TESTING. Tests are used to measure performances or to determine patterns, behavior and causes of diseases or the success and bad performance of products or goods. But because of the varying degrees of difficulty tests are associated with, including the fear of failure or, worse, loss of career or life, tests are often dreaded and even avoided. Covid-19, for its part, has exposed us to the need for testing so as to identify the virus carriers, trace their contacts and eventually treat them. But governments balk at the high costs of testing and would rather pursue goals that make people believe they are doing enough testing when their concept of enough actually does not measure up at least to people’s expectations. Then we forget the hard truth—that testing also lies in the varying degrees of difficulty we put up in the necessary effort to understand and relate with one another. We test one another’s patience by our professed hardnosed professionalism when the reality we unabashedly exhibit is a hard-headed arrogance. We test our hard-earned harmonious relationship by insisting on what we consider the right view of things when all that we show is hubris. We test our ability to trust by acts of betrayal, our ability to hope by perpetual preoccupation with bad or fake news, our sense of charity by a proclivity to curse and malign others. And here comes Covid-19 saying: “You factually are addicted to testing. So I’ll make you think of the need to be tested, even of the need for mass testing.”

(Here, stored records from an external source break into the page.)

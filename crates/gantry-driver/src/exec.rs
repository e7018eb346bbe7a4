//! Synchronous execution of a plan against the cargo toolchain.

use std::path::{Path, PathBuf};
use std::process::Command;

use crate::error::{DriverError, Result};
use crate::plan::Plan;
use crate::report::RunReport;
use crate::step::Step;

/// The resolved toolchain a plan is executed with.
#[derive(Debug, Clone)]
pub struct Toolchain {
    cargo: PathBuf,
    working_dir: Option<PathBuf>,
}

impl Toolchain {
    /// Toolchain invoking `cargo` in the caller's working directory.
    pub fn new(cargo: impl Into<PathBuf>) -> Self {
        Toolchain {
            cargo: cargo.into(),
            working_dir: None,
        }
    }

    /// Run toolchain invocations inside `dir` instead of the ambient
    /// working directory.
    pub fn with_working_dir(mut self, dir: impl Into<PathBuf>) -> Self {
        self.working_dir = Some(dir.into());
        self
    }

    /// The cargo executable this toolchain invokes.
    pub fn cargo(&self) -> &Path {
        &self.cargo
    }

    /// Run a single step and wait for it to exit.
    ///
    /// The child inherits stdout and stderr; the transcript belongs to the
    /// delegated tool, the driver adds nothing to it.
    pub fn run_step(&self, step: Step, target: &str) -> Result<()> {
        let mut cmd = Command::new(&self.cargo);
        cmd.args(step.cargo_args(target));
        if let Some(ref dir) = self.working_dir {
            cmd.current_dir(dir);
        }

        let status = cmd.status().map_err(|source| DriverError::Spawn {
            program: self.cargo.clone(),
            source,
        })?;

        if status.success() {
            return Ok(());
        }
        match status.code() {
            Some(code) => Err(DriverError::StepFailed { step, code }),
            None => Err(DriverError::Terminated { step }),
        }
    }
}

/// Execute every step of `plan` in order, stopping at the first failure.
///
/// The returned report lists the completed steps; on failure the error
/// carries the failing step's exit status and no later step has run.
pub fn run_plan(toolchain: &Toolchain, plan: &Plan, target: &str) -> Result<RunReport> {
    let mut report = RunReport::default();
    for &step in plan.steps() {
        toolchain.run_step(step, target)?;
        report.record(step);
    }
    Ok(report)
}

FREQUENT HAND-WASHING. Covid-19 has exposed our culpable abandonment of our responsibilities to our families, communities and societies. We refuse to correct our children’s mistakes for fear of alienating them or losing their love. We leave to others the responsibility of feeding, teaching and exemplifying before them proper manners or even a sense of morality in an increasingly morality-unfriendly world. We turn our backs on the poor and the environment except when their cries already disturb our social pleasures, entitlements or our well-groomed, well-oiled, callous consciences. In our ordinary day-to-day lives we often sell ourselves as either faithful worshippers or truthful followers of the Messiah; but most of the time we do a Pilate. So thus speaks Covid-19: “I hear you loud and clear. You want yourselves to be clean of your responsibilities. Be my guests. I’ll make you indulge your source of pleasure—do frequent hand-washing. In the guise of keeping a virus away, enjoy the splash of water and the thrill of escape from responsibility.”
Covid-19, in short, is today’s “THECEL”—”You have been weighed in a balance-scale and have come up short” (Dn 5:27).
It is also today’s teaser to Jesus’ open invitation in the Gospel: “This is the time of fulfilment. The kingdom of God is at hand. Repent and believe in the Good News” (Mk1:15).